Merhaba arkadaşlar. Hüsran'ın son kitabıyla devam ediyoruz. Bu kitapta Nazar'ın günlüğünün yerini Mervan'ın günlüğü alıyor. Artık onu bu karanlık hayata neyin ittiğini öğrenme zamanı geldi. Bu hikayede farklı temaları bulacağız. Neden böyle demeyin gerçekten kitabın formatı bu. Bence bu yönüyle daha hoş. Ve heyecan verici...

Sizce Mervan'ın doktorluk yolundan çevirip suça iten ne olabilir?☺️☺️☺️

YABAN

           Mervan'ın Kaleminden Günlük

     Gün ağarmaya yüz tutmuş, ağrıyan sırtıma bir de boynumdaki sızılar eklenmişti. Gözlerimi kamaştıran güneşi selamlayıp arkamda mırıltılar halinde inleyen bebeğin sevimli seslerine kulak verdim. Simsiyah gözleri. Açık kumral teniyle bana benimkini aratmayacak kocaman bir tebessümle karşılık verdi. Yanağındaki o sevimli çukur içimin sıcacık olmasını sağlamıştı. Annesi alnından öptüğünde huzurlu yüz ifademi buruk bir tebessüm aldı.

     Acaba Raziye Hanım da beni alnımdan hiç öpmüş müydü? Bir kez olsun "Oğlum!" diye bağrına basmış mıydı? Hiç sanmıyordum. O evden bir daha dönmemek üzere ayrılmıştım ama içimde bir burukluk bile hissedemiyordum. Üzerimde kamburundan kurtulmuş yürekli bir adamın ruhu vardı. Bağ kuramadığım, aile olamadığım o insanlardan ayrılmak da beni üzüp yıpratamıyordu. İnsan bir şeylerini kaybettiğinde acı çeker, özlerdi. Ben ne annemi kazanabilmiştim bu hayatta ne de babamı. Bir aile olamamıştık. Kazanamadığım bu insanların hayatından çekip gitmem ayrılık değil vuslat olurdu.

     Beni özgürlüğe kavuşturup sırtıma iki büyük kanat bahşedecek bir vuslat hem de... Hayallerime ulaştıracak kutlu bir vuslat... Ben geçmişe dönüp baktığımda bir bebek olduğumdan bile emin değildim. Sanki bu halimle ağaç kovuğundan çıkıp Kadir Bey'in nefret haykıran malikanesine düşmüştüm. Oyun oynamasına bile izin verilmeyen, boyama kitaplarıyla birlikte çocukluğu da elinden alınmış bir bireydim. Çok şey ıskalamıştım hayatımda. Emeklemeden koşmak yorucu ve bir o kadar da bıktırıcıydı. Bu yüzden onun istediği gibi biri olmamak için kaçıp kendi hayallerime kucak açmıştım.
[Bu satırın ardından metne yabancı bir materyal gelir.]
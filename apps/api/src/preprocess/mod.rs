//! Preprocessor — turns the raw post export into the enriched dataset.
//!
//! Flow: load raw file → collect distinct tags → one unification call →
//!       derive line_count / language / unified tags per post → write file.
//!
//! Unification failure is a local degradation: enrichment still completes
//! with the original (normalized) tags.

use std::collections::BTreeSet;
use std::path::Path;

use chrono::Utc;
use serde::Serialize;
use tracing::{info, warn};

use crate::dataset::{self, count_lines, Dataset, DatasetError, Engagement, Post};

pub mod language;
pub mod prompts;
pub mod tags;

use language::detect_language;
use tags::{normalize_tag, push_distinct, resolve_mapping, TagMapping, TagUnifier};

use crate::quality::validate_post_metadata;

/// How tag unification went for a preprocessing run.
#[derive(Debug, Clone, Copy, PartialEq, Eq, Serialize)]
#[serde(tag = "status", rename_all = "snake_case")]
pub enum Unification {
    Unified { raw_tags: usize, vocabulary: usize },
    Skipped { raw_tags: usize },
}

#[derive(Debug, Clone)]
pub struct PreprocessOutcome {
    pub dataset: Dataset,
    pub unification: Unification,
}

/// Sorted set of normalized topics, hashtags and dataset categories. Tags that
/// differ only in case ("AI", "Ai") appear once, as the first in sorted order.
pub fn collect_raw_tags(dataset: &Dataset) -> Vec<String> {
    let mut sorted: BTreeSet<String> = dataset
        .info
        .categories
        .iter()
        .map(|c| normalize_tag(c))
        .collect();
    for post in &dataset.posts {
        sorted.extend(post_raw_tags(post));
    }

    let mut tags = Vec::with_capacity(sorted.len());
    for tag in sorted {
        push_distinct(&mut tags, tag);
    }
    tags
}

/// Normalized topic first, then hashtags, without case-insensitive duplicates.
fn post_raw_tags(post: &Post) -> Vec<String> {
    let topic = post.metadata.topic.iter();
    let hashtags = post.metadata.hashtags.iter();

    let mut tags: Vec<String> = Vec::new();
    for tag in topic.chain(hashtags).map(|t| normalize_tag(t)) {
        push_distinct(&mut tags, tag);
    }
    tags
}

/// Derives the enriched fields of a single post. Pure: the same post and
/// mapping always produce the same output.
pub fn enrich_post(post: &Post, mapping: &TagMapping) -> Post {
    let mut enriched = post.clone();

    enriched.metadata.line_count = Some(count_lines(&post.text));
    enriched.metadata.language = Some(detect_language(&post.text));

    let mut unified_tags: Vec<String> = Vec::new();
    for raw in post_raw_tags(post) {
        push_distinct(&mut unified_tags, mapping.resolve(&raw));
    }
    enriched.metadata.unified_tags = unified_tags;

    enriched.metadata.topic = post
        .metadata
        .topic
        .as_deref()
        .map(normalize_tag)
        .filter(|t| !t.is_empty())
        .map(|t| mapping.resolve(&t));

    if enriched.engagement.is_none() {
        enriched.engagement = Some(Engagement::default());
    }

    enriched
}

/// Enriches every post of `raw`. Issues at most one unification call.
pub async fn preprocess(raw: Dataset, unifier: &dyn TagUnifier) -> PreprocessOutcome {
    let raw_tags = collect_raw_tags(&raw);
    let mapping = resolve_mapping(unifier, &raw_tags).await;

    let mut flagged = 0usize;
    for post in &raw.posts {
        if let Err(problem) = validate_post_metadata(&post.metadata) {
            warn!("Post {} has questionable metadata: {problem}", post.id);
            flagged += 1;
        }
    }

    let posts: Vec<Post> = raw.posts.iter().map(|p| enrich_post(p, &mapping)).collect();

    let mut categories: Vec<String> = Vec::new();
    for category in raw.info.categories.iter().map(|c| normalize_tag(c)) {
        push_distinct(&mut categories, mapping.resolve(&category));
    }

    let unification = match &mapping {
        TagMapping::Unified(_) => {
            let vocabulary: BTreeSet<&str> = posts
                .iter()
                .flat_map(|p| p.metadata.unified_tags.iter().map(String::as_str))
                .chain(categories.iter().map(String::as_str))
                .collect();
            Unification::Unified {
                raw_tags: raw_tags.len(),
                vocabulary: vocabulary.len(),
            }
        }
        TagMapping::Identity => Unification::Skipped {
            raw_tags: raw_tags.len(),
        },
    };

    let mut dataset = raw;
    dataset.posts = posts;
    dataset.info.categories = categories;
    dataset.info.processed_at = Some(Utc::now());

    info!(
        "Preprocessed {} posts ({:?}), {} with questionable metadata",
        dataset.posts.len(),
        unification,
        flagged
    );

    PreprocessOutcome {
        dataset,
        unification,
    }
}

/// Loads `input`, preprocesses it and writes the enriched dataset to `output`.
pub async fn preprocess_file(
    input: &Path,
    output: &Path,
    unifier: &dyn TagUnifier,
) -> Result<PreprocessOutcome, DatasetError> {
    let raw = dataset::load(input)?;
    let outcome = preprocess(raw, unifier).await;
    dataset::save(output, &outcome.dataset)?;
    Ok(outcome)
}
            Otobüs tenhaydı. Kimsenin olmadığına sevindiğimi söylemeliydim, zira hâlâ Diyarbakır'dan yeterince uzaklaşmış sayılmazdık ve her an otobüsün önü kesilebilirdi. Kadir Bey'in sadık köpeklerini karşımda görsem ne yapacaklarını tahmin etmek hiç de güç değildi. Beni yaka paça indirip babamın önüne atacaklarından en ufak bir kuşkum yoktu. Önce okkalı bir tokat hemen ardından da tabuta çivilenip iki gün karanlığa hapsedilme cezalarına yaralı hissiyatım eşlik edecekti.

    Yo hayır şaşırmayın! Çocukluğumda bundan daha iyi şeyler yaşamamıştım. Tazyikli suyla ıslatılıp duygusal şiddete maruz kalmam, fareli kilere kapatılmalar, aç yattığım zifiri geceler, ağlayamadığım anlar hem aklımda hem de kursağımdaki hezimet çukurundaydı.

       Bir baba nasıl evladını bir caniye çevirmeye çalışırdı, bunu şu an bile idrak etmekte zorlanıyordum. Doktorluk benim en büyük hayalimken böyle birine dönüşmeye asla tahammül edemezdim. O eylül sabahı hayatımın en zor kararını verdim. Ölmek pahasına düşlerimin peşinden gidecek, beni karanlık dünyasına hapsetmesine izin vermeyecektim. Onca yaşanmışlıktan sonra tek dostum Battal'ın desteğiyle babamın kanlı pençelerinden kurtuldum. Artık bahar güneşi hiç de uzağımda değildi. Yer değiştirip yurtdışına kaçtığım yalanına Kadir Bey'i ikna etmek zor olmamıştı. O kayıp oğlunu dağda ararken ben bağda ideallerime adım adım yaklaşacaktım.

      "İzmir otogarında inecek yolcu kalmasın." Başımı yanımda horlayan delikanlıya çevirdim. Hiç kalkmaya hevesli görünmüyordu. Onu ürkütmeyecek şekilde birkaç kez dürttüm. Neyse ki sonunda kumral kirpiklerinin arasında kahverengi gözbebekleri görünmüştü.